Each line of the records below that holds "crate" should be copied out.

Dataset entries
****************************************
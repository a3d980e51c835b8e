//! Authorizer signature recovery.
//!
//! Signatures are 65 bytes `r || s || v` over the prefix-wrapped conversion
//! digest (see [`crate::hash`]). The signer identity is the 20-byte
//! keccak-derived address of the recovered secp256k1 public key, compared
//! against the configured authorizer. Anything malformed fails closed as
//! `InvalidSignature` — no detail about which part was wrong leaks out.

use cosmwasm_std::Api;

use crate::error::ContractError;
use crate::hash::{eth_signed_message_hash, keccak256};

/// Expected signature length: 64-byte r||s plus one recovery byte
pub const SIGNATURE_LEN: usize = 65;

/// Length of a public-key-derived identity
pub const IDENTITY_LEN: usize = 20;

/// Recover the signer identity from a signature over `digest`.
///
/// Accepts recovery bytes in both raw (0/1) and Ethereum-offset (27/28)
/// form. The digest is wrapped with the signed-message prefix before
/// recovery, matching what off-chain signers produce.
pub fn recover_signer(
    api: &dyn Api,
    digest: &[u8; 32],
    signature: &[u8],
) -> Result<[u8; IDENTITY_LEN], ContractError> {
    if signature.len() != SIGNATURE_LEN {
        return Err(ContractError::InvalidSignature);
    }

    let recovery_param = match signature[64] {
        v @ (0 | 1) => v,
        v @ (27 | 28) => v - 27,
        _ => return Err(ContractError::InvalidSignature),
    };

    let wrapped = eth_signed_message_hash(digest);
    let pubkey = api
        .secp256k1_recover_pubkey(&wrapped, &signature[..64], recovery_param)
        .map_err(|_| ContractError::InvalidSignature)?;

    identity_from_pubkey(&pubkey)
}

/// Derive the 20-byte identity from an uncompressed SEC1 public key:
/// the last 20 bytes of keccak256 over the 64 coordinate bytes.
pub fn identity_from_pubkey(pubkey: &[u8]) -> Result<[u8; IDENTITY_LEN], ContractError> {
    if pubkey.len() != 65 || pubkey[0] != 0x04 {
        return Err(ContractError::InvalidSignature);
    }

    let hash = keccak256(&pubkey[1..]);
    let mut identity = [0u8; IDENTITY_LEN];
    identity.copy_from_slice(&hash[12..]);
    Ok(identity)
}

/// Parse an authorizer identity from its `0x`-prefixed hex form.
///
/// The zero identity is never a valid authorizer.
pub fn parse_authorizer(input: &str) -> Result<[u8; IDENTITY_LEN], ContractError> {
    let hex_part = input
        .strip_prefix("0x")
        .ok_or_else(|| ContractError::InvalidAddress {
            reason: "authorizer must be 0x-prefixed hex".to_string(),
        })?;

    if hex_part.len() != IDENTITY_LEN * 2 {
        return Err(ContractError::InvalidAddress {
            reason: format!(
                "authorizer must be {} hex characters, got {}",
                IDENTITY_LEN * 2,
                hex_part.len()
            ),
        });
    }

    let bytes = hex::decode(hex_part).map_err(|_| ContractError::InvalidAddress {
        reason: "authorizer contains non-hex characters".to_string(),
    })?;

    let mut identity = [0u8; IDENTITY_LEN];
    identity.copy_from_slice(&bytes);

    if identity == [0u8; IDENTITY_LEN] {
        return Err(ContractError::NullIdentity);
    }

    Ok(identity)
}

/// Canonical lowercase hex form, as stored in config and emitted in records
pub fn identity_to_hex(identity: &[u8; IDENTITY_LEN]) -> String {
    format!("0x{}", hex::encode(identity))
}
//! Owner liquidity handlers.
//!
//! The counter is adjusted before the transfer message is dispatched; a
//! failed transfer aborts through the reply handler and rolls the counter
//! change back with it, so the tracked value never drifts from what the
//! owner actually moved.

use cosmwasm_std::{to_json_binary, DepsMut, Env, MessageInfo, Response, SubMsg, Uint128, WasmMsg};
use cw20::Cw20ExecuteMsg;

use crate::error::ContractError;
use crate::execute::{REPLY_CREDIT, REPLY_DEBIT};
use crate::state::{CONFIG, INTERNAL_LIQUIDITY};

/// Deposit owner funds backing inbound releases.
pub fn execute_increase_liquidity(
    deps: DepsMut,
    env: Env,
    info: MessageInfo,
    amount: Uint128,
) -> Result<Response, ContractError> {
    let config = CONFIG.load(deps.storage)?;
    if info.sender != config.owner {
        return Err(ContractError::Unauthorized);
    }

    let liquidity = INTERNAL_LIQUIDITY.load(deps.storage)?;
    INTERNAL_LIQUIDITY.save(deps.storage, &(liquidity + amount))?;

    let debit = WasmMsg::Execute {
        contract_addr: config.token.to_string(),
        msg: to_json_binary(&Cw20ExecuteMsg::TransferFrom {
            owner: info.sender.to_string(),
            recipient: env.contract.address.to_string(),
            amount,
        })?,
        funds: vec![],
    };

    Ok(Response::new()
        .add_submessage(SubMsg::reply_on_error(debit, REPLY_DEBIT))
        .add_attribute("method", "increase_liquidity")
        .add_attribute("amount", amount.to_string())
        .add_attribute("internal_liquidity", (liquidity + amount).to_string()))
}

/// Drain previously deposited liquidity back to the owner.
///
/// Capped by the tracked deposit: funds locked by users for outbound
/// conversions are never drainable as liquidity, whatever the raw balance.
pub fn execute_decrease_liquidity(
    deps: DepsMut,
    _env: Env,
    info: MessageInfo,
    amount: Uint128,
) -> Result<Response, ContractError> {
    let config = CONFIG.load(deps.storage)?;
    if info.sender != config.owner {
        return Err(ContractError::Unauthorized);
    }

    let liquidity = INTERNAL_LIQUIDITY.load(deps.storage)?;
    if liquidity.is_zero() {
        return Err(ContractError::InsufficientLiquidity);
    }
    if amount > liquidity {
        return Err(ContractError::ExceedsDeposit {
            available: liquidity,
            requested: amount,
        });
    }

    INTERNAL_LIQUIDITY.save(deps.storage, &(liquidity - amount))?;

    let credit = WasmMsg::Execute {
        contract_addr: config.token.to_string(),
        msg: to_json_binary(&Cw20ExecuteMsg::Transfer {
            recipient: info.sender.to_string(),
            amount,
        })?,
        funds: vec![],
    };

    Ok(Response::new()
        .add_submessage(SubMsg::reply_on_error(credit, REPLY_CREDIT))
        .add_attribute("method", "decrease_liquidity")
        .add_attribute("amount", amount.to_string())
        .add_attribute("internal_liquidity", (liquidity - amount).to_string()))
}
****************************************
» Completed task
//! digest (see [`crate::hash`]). The signer identity is the 20-byte
use crate::error::ContractError;
use crate::hash::{eth_signed_message_hash, keccak256};
use crate::error::ContractError;
use crate::execute::{REPLY_CREDIT, REPLY_DEBIT};
use crate::state::{CONFIG, INTERNAL_LIQUIDITY};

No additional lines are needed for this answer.